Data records
[Start of section]

use chrono::Utc;
use tokio::sync::mpsc;
use tokio::task::JoinHandle;
use tokio_util::sync::CancellationToken;
use tracing::{debug, error, info, warn};
use uuid::Uuid;

use crate::connector::{FetchPayload, FetchRequest, SubFetchInitiator};
use crate::error::{FetchError, JobStoreError};
use crate::poller::{BoundedPoller, ProbeOutcome};
use crate::state_machine::{Job, JobErrorKind, JobState};
use crate::store::JobStore;

type BoxFuture<'a, T> = Pin<Box<dyn Future<Output = T> + Send + 'a>>;

/// Published whenever a job reaches a terminal state.
#[derive(Debug, Clone, PartialEq, Eq)]
pub struct JobFinished {
    pub job_id: String,
    pub state: JobState,
    pub batch_id: Option<Uuid>,
}

/// How long terminal jobs are kept before the retention sweep deletes them.
#[derive(Debug, Clone, Copy, PartialEq, Eq)]
pub struct RetentionPolicy {
    pub ttl_completed_jobs: Duration,
    pub ttl_failed_jobs: Duration,
}

impl Default for RetentionPolicy {
    fn default() -> Self {
        Self {
            ttl_completed_jobs: Duration::from_secs(3600),
            ttl_failed_jobs: Duration::from_secs(3600),
        }
    }
}

/// Identifier and state of a job right after it was started.
#[derive(Debug, Clone, PartialEq, Eq)]
pub struct JobHandle {
    pub job_id: String,
    pub state: JobState,
}

enum StartFailure {
    /// The job stopped accepting transfers (finished, failed or canceled).
    JobClosed,
    /// A transfer could not be started; the job is already in ERROR.
    Failed,
}

/// Drives jobs through resolution: starts sub-fetches, reacts to their
/// completions, and finishes jobs once no transfer is outstanding.
pub struct JobOrchestrator {
    store: Arc<JobStore>,
    initiator: Arc<dyn SubFetchInitiator>,
    poller: BoundedPoller,
    retention: RetentionPolicy,
    events: Option<mpsc::UnboundedSender<JobFinished>>,
}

[End of section]

The records shown above are to be retyped exactly, with none omitted.

use chrono::Utc;
use tokio::sync::mpsc;
use tokio::task::JoinHandle;
use tokio_util::sync::CancellationToken;
use tracing::{debug, error, info, warn};
use uuid::Uuid;

use crate::connector::{FetchPayload, FetchRequest, SubFetchInitiator};
use crate::error::{FetchError, JobStoreError};
use crate::poller::{BoundedPoller, ProbeOutcome};
use crate::state_machine::{Job, JobErrorKind, JobState};
use crate::store::JobStore;

type BoxFuture<'a, T> = Pin<Box<dyn Future<Output = T> + Send + 'a>>;

/// Published whenever a job reaches a terminal state.
#[derive(Debug, Clone, PartialEq, Eq)]
pub struct JobFinished {
    pub job_id: String,
    pub state: JobState,
    pub batch_id: Option<Uuid>,
}

/// How long terminal jobs are kept before the retention sweep deletes them.
#[derive(Debug, Clone, Copy, PartialEq, Eq)]
pub struct RetentionPolicy {
    pub ttl_completed_jobs: Duration,
    pub ttl_failed_jobs: Duration,
}

impl Default for RetentionPolicy {
    fn default() -> Self {
        Self {
            ttl_completed_jobs: Duration::from_secs(3600),
            ttl_failed_jobs: Duration::from_secs(3600),
        }
    }
}

/// Identifier and state of a job right after it was started.
#[derive(Debug, Clone, PartialEq, Eq)]
pub struct JobHandle {
    pub job_id: String,
    pub state: JobState,
}

enum StartFailure {
    /// The job stopped accepting transfers (finished, failed or canceled).
    JobClosed,
    /// A transfer could not be started; the job is already in ERROR.
    Failed,
}

/// Drives jobs through resolution: starts sub-fetches, reacts to their
/// completions, and finishes jobs once no transfer is outstanding.
pub struct JobOrchestrator {
    store: Arc<JobStore>,
    initiator: Arc<dyn SubFetchInitiator>,
    poller: BoundedPoller,
    retention: RetentionPolicy,
    events: Option<mpsc::UnboundedSender<JobFinished>>,
}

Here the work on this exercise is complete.